5. The best managers delegate

Now a human lesson. I have had the extraordinary good fortune of working for some truly outstanding scientists and human beings, some of whom have become good friends. And I have found that the primary function of a good manager is not to get things done from their reports but to help them grow. The best way to encapsulate sound manager thinking is Steve Jobs's famous quote - "It doesn't make sense to hire good people and tell them what they should do. We hire good people so that they can tell us what to do." The best managers I have worked with delegate important responsibilities to you, trust that you can get the job done, and then check in occasionally on how things are going, leaving the details and execution to you. Not only does this provide a great learning experience but more importantly it helps you feel empowered. If your manager communicates to you how important the task entrusted to you is for the entire company and how they trust you to do it well, the sense of empowerment this brings is enormous and you will usually do the job well (if you don't, it's a good sign for both you and your manager that things are not going well and a conversation is to be had). 

Bad managers are of course well known - they micromanage, constantly tell you what you should do and are often not on top of things. And while this is an uncomfortable truth to hear, often the best scientists are also the poorest managers (there's exceptions of course - Roy Vagelos who led Merck during its glory days excelled at both). One of the best scientists I have ever encountered wisely and deliberately stay away from senior managerial positions that repeatedly came his way. There are few managers worse than distracted scientists.
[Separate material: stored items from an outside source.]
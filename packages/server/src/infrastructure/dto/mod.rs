//! Data Transfer Objects (DTOs) for the duel server.
//!
//! DTOs are organized by protocol:
//! - `websocket`: WebSocket message DTOs
//! - `http`: HTTP API response DTOs

pub mod conversion;
pub mod http;
pub mod websocket;
//! Domain layer: rooms, rounds and the rules that govern them.

pub mod entity;
pub mod error;
pub mod judgment;
pub mod message_pusher;
pub mod notification;
pub mod registry;
pub mod repository;
pub mod topic;
pub mod value_object;

pub use entity::{
    DEFAULT_ICON, DEFAULT_NAME, DepartureStatus, Identity, Occupant, PredictionSubmission,
    RankedLabel, Room, RoomStatus, RoundState, TopicProposal,
};
pub use error::{JoinRejection, MessagePushError, RepositoryError, ValueObjectError};
pub use judgment::{JudgedEntry, JudgmentResult, Outcome};
pub use message_pusher::{MessagePusher, PusherChannel};
pub use notification::Notification;
pub use registry::{
    Eviction, LeaveOutcome, PredictionOutcome, ProposalOutcome, RematchOutcome, RoomClosure,
    RoomRegistry, RoundStart, StartOutcome, TopicResolution, WaitReason,
};
pub use repository::RoomRepository;
pub use topic::{ChosenTopic, TopicCatalog, TopicResolver};
pub use value_object::{ParticipantId, RoomKind, RoomName, Timestamp, Topic};

#[cfg(test)]
pub use message_pusher::MockMessagePusher;
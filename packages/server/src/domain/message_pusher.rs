//! MessagePusher trait 定義
//!
//! UseCase 層から参加者への通知を送るためのインターフェース。
//! 具体的な送信手段（WebSocket など）は Infrastructure 層が提供します。

use async_trait::async_trait;
use tokio::sync::mpsc;

use super::{error::MessagePushError, notification::Notification, value_object::ParticipantId};

/// 接続ごとの送信チャネル（シリアライズ済みの JSON を流す）
pub type PusherChannel = mpsc::UnboundedSender<String>;

/// 参加者への通知を送るインターフェース
#[cfg_attr(test, mockall::automock)]
#[async_trait]
pub trait MessagePusher: Send + Sync {
    /// 接続を登録
    async fn register_client(&self, participant: ParticipantId, sender: PusherChannel);

    /// 接続を登録解除
    async fn unregister_client(&self, participant: &ParticipantId);

    /// 特定の参加者に送信
    async fn push_to(
        &self,
        participant: &ParticipantId,
        notification: &Notification,
    ) -> Result<(), MessagePushError>;

    /// 複数の参加者に送信（一部の失敗は許容）
    async fn broadcast(
        &self,
        targets: Vec<ParticipantId>,
        notification: &Notification,
    ) -> Result<(), MessagePushError>;

    /// 接続中の全員に送信
    async fn broadcast_all(&self, notification: &Notification) -> Result<(), MessagePushError>;
}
6. Expect trouble and enjoy the journey

I will leave the most obvious observation for last. Biology and drug discovery are devilishly complicated, hard and messy. After a hundred years of examining life at the molecular level, we still haven't figured it out. Almost every strategy you will adopt, every inspired idea you will have, every new million-dollar tranche of funding you will sink into your organization, will fail. No model will be accurate enough to capture the real life workings of a drug in a cell or a gene that's part of a network of genes, and you will have to approximate, simplify, build model systems and hope for the best. And on the human side, you will have disagreements and friction that should always be handle with considerateness and respect. Be forgiving of both the science and the people since both are hard. But in that sense, getting to the right answer in biotechnology is like building that "more perfect union" that Lincoln talked about. It's a goal that always seems to be one step beyond where you are, but that's precisely why you should enjoy the journey, because you will find that the gems you uncover on the way make the whole effort worth it.